Transcribe the records in full.

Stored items
--------------------

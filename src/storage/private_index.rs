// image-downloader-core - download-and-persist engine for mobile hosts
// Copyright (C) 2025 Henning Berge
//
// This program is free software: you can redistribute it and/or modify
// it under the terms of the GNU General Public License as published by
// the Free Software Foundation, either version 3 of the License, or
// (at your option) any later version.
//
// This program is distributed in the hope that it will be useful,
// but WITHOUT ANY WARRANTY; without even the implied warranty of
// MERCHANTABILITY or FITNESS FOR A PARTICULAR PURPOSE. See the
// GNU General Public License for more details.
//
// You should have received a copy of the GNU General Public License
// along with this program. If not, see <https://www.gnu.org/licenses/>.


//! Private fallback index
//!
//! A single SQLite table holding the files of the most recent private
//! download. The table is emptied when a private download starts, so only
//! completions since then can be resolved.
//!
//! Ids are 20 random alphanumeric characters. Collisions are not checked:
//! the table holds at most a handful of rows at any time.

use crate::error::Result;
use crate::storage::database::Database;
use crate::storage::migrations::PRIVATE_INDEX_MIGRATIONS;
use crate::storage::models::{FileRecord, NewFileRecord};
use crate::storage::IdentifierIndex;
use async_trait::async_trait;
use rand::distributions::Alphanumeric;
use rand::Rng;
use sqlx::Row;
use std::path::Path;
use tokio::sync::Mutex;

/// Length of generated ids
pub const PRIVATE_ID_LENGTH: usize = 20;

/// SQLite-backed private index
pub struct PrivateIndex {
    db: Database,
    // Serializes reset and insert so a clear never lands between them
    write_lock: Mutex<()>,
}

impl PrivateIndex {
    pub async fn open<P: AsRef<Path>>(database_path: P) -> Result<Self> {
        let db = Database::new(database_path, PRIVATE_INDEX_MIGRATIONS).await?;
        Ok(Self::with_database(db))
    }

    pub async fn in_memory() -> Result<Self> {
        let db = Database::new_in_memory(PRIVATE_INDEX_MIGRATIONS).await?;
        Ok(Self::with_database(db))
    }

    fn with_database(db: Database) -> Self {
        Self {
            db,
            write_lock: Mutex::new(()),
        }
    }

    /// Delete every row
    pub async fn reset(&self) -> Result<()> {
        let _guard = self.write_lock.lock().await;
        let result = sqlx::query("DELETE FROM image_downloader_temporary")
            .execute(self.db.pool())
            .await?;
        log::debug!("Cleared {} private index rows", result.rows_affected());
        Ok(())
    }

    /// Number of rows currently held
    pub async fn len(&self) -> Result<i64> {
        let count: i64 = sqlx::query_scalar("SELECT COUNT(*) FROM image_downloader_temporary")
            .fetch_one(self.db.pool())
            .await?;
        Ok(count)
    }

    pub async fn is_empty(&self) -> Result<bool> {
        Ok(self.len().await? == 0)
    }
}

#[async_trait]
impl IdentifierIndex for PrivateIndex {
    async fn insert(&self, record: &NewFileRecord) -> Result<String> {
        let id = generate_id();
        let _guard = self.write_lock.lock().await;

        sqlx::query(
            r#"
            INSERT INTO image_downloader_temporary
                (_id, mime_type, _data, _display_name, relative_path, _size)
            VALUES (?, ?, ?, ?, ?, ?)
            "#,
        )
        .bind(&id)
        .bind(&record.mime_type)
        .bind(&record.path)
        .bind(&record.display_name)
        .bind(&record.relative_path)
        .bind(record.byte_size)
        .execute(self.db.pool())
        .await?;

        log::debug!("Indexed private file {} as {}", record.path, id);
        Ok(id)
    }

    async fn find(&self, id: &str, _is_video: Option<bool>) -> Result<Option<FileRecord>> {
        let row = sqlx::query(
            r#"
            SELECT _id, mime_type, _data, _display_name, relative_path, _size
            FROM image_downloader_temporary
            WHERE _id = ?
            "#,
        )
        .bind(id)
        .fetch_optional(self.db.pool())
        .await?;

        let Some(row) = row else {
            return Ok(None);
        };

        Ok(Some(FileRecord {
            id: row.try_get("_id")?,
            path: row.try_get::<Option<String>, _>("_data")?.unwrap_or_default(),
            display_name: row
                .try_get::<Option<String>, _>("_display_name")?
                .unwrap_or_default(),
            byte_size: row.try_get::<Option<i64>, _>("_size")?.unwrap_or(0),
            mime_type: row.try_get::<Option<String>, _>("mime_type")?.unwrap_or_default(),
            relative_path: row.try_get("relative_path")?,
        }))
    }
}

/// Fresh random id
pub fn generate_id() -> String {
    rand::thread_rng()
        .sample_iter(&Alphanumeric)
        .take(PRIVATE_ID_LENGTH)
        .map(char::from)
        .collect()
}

--------------------

### The completed task
filename src/storage/private_index.rs
// image-downloader-core - download-and-persist engine for mobile hosts
// Copyright (C) 2025 Henning Berge
//
// This program is free software: you can redistribute it and/or modify
// it under the terms of the GNU General Public License as published by
// the Free Software Foundation, either version 3 of the License, or
// (at your option) any later version.
//
// This program is distributed in the hope that it will be useful,
// but WITHOUT ANY WARRANTY; without even the implied warranty of
// MERCHANTABILITY or FITNESS FOR A PARTICULAR PURPOSE. See the
// GNU General Public License for more details.
//
// You should have received a copy of the GNU General Public License
// along with this program. If not, see <https://www.gnu.org/licenses/>.


//! Private fallback index
//!
//! A single SQLite table holding the files of the most recent private
//! download. The table is emptied when a private download starts, so only
//! completions since then can be resolved.
//!
//! Ids are 20 random alphanumeric characters. Collisions are not checked:
//! the table holds at most a handful of rows at any time.

use crate::error::Result;
use crate::storage::database::Database;
use crate::storage::migrations::PRIVATE_INDEX_MIGRATIONS;
use crate::storage::models::{FileRecord, NewFileRecord};
use crate::storage::IdentifierIndex;
use async_trait::async_trait;
use rand::distributions::Alphanumeric;
use rand::Rng;
use sqlx::Row;
use std::path::Path;
use tokio::sync::Mutex;

/// Length of generated ids
pub const PRIVATE_ID_LENGTH: usize = 20;

/// SQLite-backed private index
pub struct PrivateIndex {
    db: Database,
    // Serializes reset and insert so a clear never lands between them
    write_lock: Mutex<()>,
}

impl PrivateIndex {
    pub async fn open<P: AsRef<Path>>(database_path: P) -> Result<Self> {
        let db = Database::new(database_path, PRIVATE_INDEX_MIGRATIONS).await?;
        Ok(Self::with_database(db))
    }

    pub async fn in_memory() -> Result<Self> {
        let db = Database::new_in_memory(PRIVATE_INDEX_MIGRATIONS).await?;
        Ok(Self::with_database(db))
    }

    fn with_database(db: Database) -> Self {
        Self {
            db,
            write_lock: Mutex::new(()),
        }
    }

    /// Delete every row
    pub async fn reset(&self) -> Result<()> {
        let _guard = self.write_lock.lock().await;
        let result = sqlx::query("DELETE FROM image_downloader_temporary")
            .execute(self.db.pool())
            .await?;
        log::debug!("Cleared {} private index rows", result.rows_affected());
        Ok(())
    }

    /// Number of rows currently held
    pub async fn len(&self) -> Result<i64> {
        let count: i64 = sqlx::query_scalar("SELECT COUNT(*) FROM image_downloader_temporary")
            .fetch_one(self.db.pool())
            .await?;
        Ok(count)
    }

    pub async fn is_empty(&self) -> Result<bool> {
        Ok(self.len().await? == 0)
    }
}

#[async_trait]
impl IdentifierIndex for PrivateIndex {
    async fn insert(&self, record: &NewFileRecord) -> Result<String> {
        let id = generate_id();
        let _guard = self.write_lock.lock().await;

        sqlx::query(
            r#"
            INSERT INTO image_downloader_temporary
                (_id, mime_type, _data, _display_name, relative_path, _size)
            VALUES (?, ?, ?, ?, ?, ?)
            "#,
        )
        .bind(&id)
        .bind(&record.mime_type)
        .bind(&record.path)
        .bind(&record.display_name)
        .bind(&record.relative_path)
        .bind(record.byte_size)
        .execute(self.db.pool())
        .await?;

        log::debug!("Indexed private file {} as {}", record.path, id);
        Ok(id)
    }

    async fn find(&self, id: &str, _is_video: Option<bool>) -> Result<Option<FileRecord>> {
        let row = sqlx::query(
            r#"
            SELECT _id, mime_type, _data, _display_name, relative_path, _size
            FROM image_downloader_temporary
            WHERE _id = ?
            "#,
        )
        .bind(id)
        .fetch_optional(self.db.pool())
        .await?;

        let Some(row) = row else {
            return Ok(None);
        };

        Ok(Some(FileRecord {
            id: row.try_get("_id")?,
            path: row.try_get::<Option<String>, _>("_data")?.unwrap_or_default(),
            display_name: row
                .try_get::<Option<String>, _>("_display_name")?
                .unwrap_or_default(),
            byte_size: row.try_get::<Option<i64>, _>("_size")?.unwrap_or(0),
            mime_type: row.try_get::<Option<String>, _>("mime_type")?.unwrap_or_default(),
            relative_path: row.try_get("relative_path")?,
        }))
    }
}

/// Fresh random id
pub fn generate_id() -> String {
    rand::thread_rng()
        .sample_iter(&Alphanumeric)
        .take(PRIVATE_ID_LENGTH)
        .map(char::from)
        .collect()
}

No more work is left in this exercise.